Considering the following block quote:

Literacy is a label which covers many different skills and kinds of use. There are those who can read but not write, or are able to recognise road signs but not to read shop names; and those who can manage their literate needs quite well, but would be defeated by the lexicon and syntax of most academic books. The line is not so easy to draw between ‘able to read’ and ‘able to understand’ — it is increasingly recognised that reading and writing are cognitively complex practices. In 1980, official British sources in Britain calculated that one million citizens were ‘functionally literate’. Contemporary figures for the US were between 50 and 60 million.[1]

One way to paraphrase the above passage is:

While we often think of literacy in simple terms, it is a very complex issue. Many people in both Britain and the United States are unable to read a textbook, for example, but can read road signs without difficulty.[2]

While the paraphrased passage does not use Tonkin’s exact words to express an opinion about literacy, it still draws its IDEAS from her book. With this in mind you must always insert a footnote or endnote citation after such a passage to fully credit the source of your information.
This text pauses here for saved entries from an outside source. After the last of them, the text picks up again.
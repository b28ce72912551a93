//! The namespaced atom store.
//!
//! Atoms live in one of five namespaces partitioning the knowledge base by
//! domain. Each namespace is an append-only log: inserts are the only
//! mutation path, writers are serialized per namespace by an exclusive lock,
//! and readers match against an immutable snapshot so they never observe a
//! torn atom set and never block on writers.

use std::sync::{Arc, RwLock};

use chrono::{DateTime, Utc};
use serde::{Deserialize, Serialize};
use thiserror::Error;

use crate::atom::Atom;
use crate::pattern::{Binding, Pattern};
use crate::value::Value;

/// A partition of the atom store scoping queries by domain.
///
/// These are the five atom spaces of the knowledge base: identities,
/// evidence, and verification status live in `Event`; trust scores in
/// `Trust`; impact and payout facts in `Economic`; admin decisions in
/// `Governance`; early-warning facts in `Prediction`.
#[derive(Debug, Clone, Copy, PartialEq, Eq, Hash, Serialize, Deserialize)]
#[serde(rename_all = "snake_case")]
pub enum Namespace {
    /// Event identities, locations, evidence, verification status.
    Event,
    /// User identities and trust scores.
    Trust,
    /// Impact, payouts, insurance policies, wallets.
    Economic,
    /// Admin decisions and rejection records.
    Governance,
    /// Early-warning alerts.
    Prediction,
}

impl Namespace {
    /// All namespaces, in stable order.
    pub const ALL: [Self; 5] = [
        Self::Event,
        Self::Trust,
        Self::Economic,
        Self::Governance,
        Self::Prediction,
    ];

    const fn index(self) -> usize {
        match self {
            Self::Event => 0,
            Self::Trust => 1,
            Self::Economic => 2,
            Self::Governance => 3,
            Self::Prediction => 4,
        }
    }
}

impl std::fmt::Display for Namespace {
    fn fmt(&self, f: &mut std::fmt::Formatter<'_>) -> std::fmt::Result {
        match self {
            Self::Event => write!(f, "event"),
            Self::Trust => write!(f, "trust"),
            Self::Economic => write!(f, "economic"),
            Self::Governance => write!(f, "governance"),
            Self::Prediction => write!(f, "prediction"),
        }
    }
}

/// Errors that can occur during store operations.
#[derive(Debug, Error)]
pub enum StoreError {
    /// A namespace lock was poisoned by a panicking writer.
    #[error("Store lock poisoned: {context}")]
    Poisoned {
        /// Which operation observed the poison.
        context: String,
    },
}

fn lock_err(context: &'static str) -> StoreError {
    StoreError::Poisoned {
        context: context.to_string(),
    }
}

/// An atom together with its insertion metadata.
///
/// The per-namespace sequence number is the tiebreaker for
/// last-write-wins lookups; `tx_time` is retained for audit queries.
#[derive(Debug, Clone, PartialEq, Serialize, Deserialize)]
pub struct StoredAtom {
    /// Per-namespace monotone insertion sequence.
    pub seq: u64,
    /// When the atom was inserted.
    pub tx_time: DateTime<Utc>,
    /// The fact itself.
    pub atom: Atom,
}

#[derive(Debug, Default)]
struct Shard {
    log: RwLock<Arc<Vec<StoredAtom>>>,
}

impl Shard {
    fn snapshot(&self, context: &'static str) -> Result<Arc<Vec<StoredAtom>>, StoreError> {
        Ok(Arc::clone(&*self.log.read().map_err(|_| lock_err(context))?))
    }
}

/// The namespaced, append-only atom store.
///
/// Constructed explicitly and passed by handle to every component; there is
/// no process-global instance.
///
/// # Examples
///
/// ```
/// use witnesskb::{Atom, AtomStore, Namespace, Pattern, Term};
///
/// let store = AtomStore::new();
/// store
///     .insert(Namespace::Trust, Atom::attribute("user-1", "trust-score", 50i64))
///     .unwrap();
///
/// let pattern = Pattern::attribute(Term::symbol("user-1"), "trust-score", Term::var("s"));
/// let bindings = store.query(Namespace::Trust, &pattern).unwrap();
/// assert_eq!(bindings.len(), 1);
/// ```
#[derive(Debug, Default)]
pub struct AtomStore {
    shards: [Shard; 5],
}

impl AtomStore {
    /// Creates a new empty store.
    #[must_use]
    pub fn new() -> Self {
        Self::default()
    }

    /// Appends one atom to a namespace.
    pub fn insert(&self, namespace: Namespace, atom: Atom) -> Result<(), StoreError> {
        self.insert_all([(namespace, atom)])
    }

    /// Appends a batch of atoms, grouped so each namespace's lock is taken
    /// exactly once.
    ///
    /// A concurrent reader observes either none or all of the batch's atoms
    /// for any given namespace; two concurrent submissions cannot interleave
    /// partial atom sets within a namespace.
    pub fn insert_all(
        &self,
        atoms: impl IntoIterator<Item = (Namespace, Atom)>,
    ) -> Result<(), StoreError> {
        let mut grouped: [Vec<Atom>; 5] = Default::default();
        for (namespace, atom) in atoms {
            grouped[namespace.index()].push(atom);
        }

        let now = Utc::now();
        for (idx, batch) in grouped.into_iter().enumerate() {
            if batch.is_empty() {
                continue;
            }
            let mut log = self.shards[idx]
                .log
                .write()
                .map_err(|_| lock_err("store.insert"))?;
            // Clone-and-swap: readers holding the previous Arc keep a
            // consistent snapshot.
            let mut next: Vec<StoredAtom> = (**log).clone();
            next.reserve(batch.len());
            let mut seq = next.last().map_or(0, |s| s.seq);
            for atom in batch {
                seq += 1;
                next.push(StoredAtom {
                    seq,
                    tx_time: now,
                    atom,
                });
            }
            *log = Arc::new(next);
        }
        Ok(())
    }

    /// Matches a pattern against every atom in a namespace.
    ///
    /// Returns one binding per matching atom, in insertion order. Queries
    /// never mutate.
    pub fn query(&self, namespace: Namespace, pattern: &Pattern) -> Result<Vec<Binding>, StoreError> {
        let snapshot = self.shards[namespace.index()].snapshot("store.query")?;
        Ok(snapshot
            .iter()
            .filter_map(|stored| pattern.match_atom(&stored.atom))
            .collect())
    }

    /// Returns the most recently inserted attribute value for a subject+key.
    ///
    /// This implements last-write-wins for single-valued facts such as
    /// trust scores and verification status.
    pub fn latest_attribute(
        &self,
        namespace: Namespace,
        subject: &str,
        key: &str,
    ) -> Result<Option<Value>, StoreError> {
        let snapshot = self.shards[namespace.index()].snapshot("store.latest_attribute")?;
        Ok(snapshot.iter().rev().find_map(|stored| match &stored.atom {
            Atom::Attribute {
                subject: s,
                key: k,
                value,
            } if s == subject && k == key => Some(value.clone()),
            _ => None,
        }))
    }

    /// Matches a pattern and reports each binding with its insertion time.
    ///
    /// Used by derivations that filter on trailing windows.
    pub fn query_with_time(
        &self,
        namespace: Namespace,
        pattern: &Pattern,
    ) -> Result<Vec<(Binding, DateTime<Utc>)>, StoreError> {
        let snapshot = self.shards[namespace.index()].snapshot("store.query_with_time")?;
        Ok(snapshot
            .iter()
            .filter_map(|stored| {
                pattern
                    .match_atom(&stored.atom)
                    .map(|b| (b, stored.tx_time))
            })
            .collect())
    }

    /// Returns the number of atoms in a namespace.
    pub fn count(&self, namespace: Namespace) -> Result<usize, StoreError> {
        Ok(self.shards[namespace.index()].snapshot("store.count")?.len())
    }
}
Sometimes the exact words of an author are so important or well-presented that you may want to quote them directly. There are three things to remember when you do this:

  • Always anchor your quote. The words of another author should not just float around in the middle of your paragraph, but must serve to support an argument you have already stated in your introduction. To that end you should always make sure that you properly introduce your quote (who wrote it, for example?) and explain the relevance of the material to your thesis.
  • Quote sparingly. Ninety-nine percent of your paper should be in your own words. Quotes help your argument, but cannot substitute for your own original work.
  • Always cite your source. First, words that belong to someone else must be copied exactly and enclosed in quotation marks. Second, you must tell your reader where the information comes from using a footnote or endnote citation.

Here is an example of how to follow these guidelines, using the same passage as before:

Not all scholars agree that the question of literacy in the United States is a simple matter. As historian Elizabeth Tonkin argues, “[t]here are those who can read but not write, or are able to recognise road signs but not to read shop names.” Rather than think of literacy in clear cut terms of a person’s ability to read and write, we should recognize different degrees of ability, she suggests. After all, she asserts, “[t]he line is not so easy to draw between ‘able to read’ and ‘able to understand’.”

It is important to note that Tonkin’s words are quoted EXACTLY as they appear in her book. This means that her British spelling is preserved. As before, a footnote or endnote citation should follow this passage to acknowledge your source of information.

[1] Elizabeth Tonkin, Narrating our Pasts: The Social Construction of Oral History (Cambridge: Cambridge University Press, 1992), 13.

[2] Tonkin, Narrating our Pasts, 13.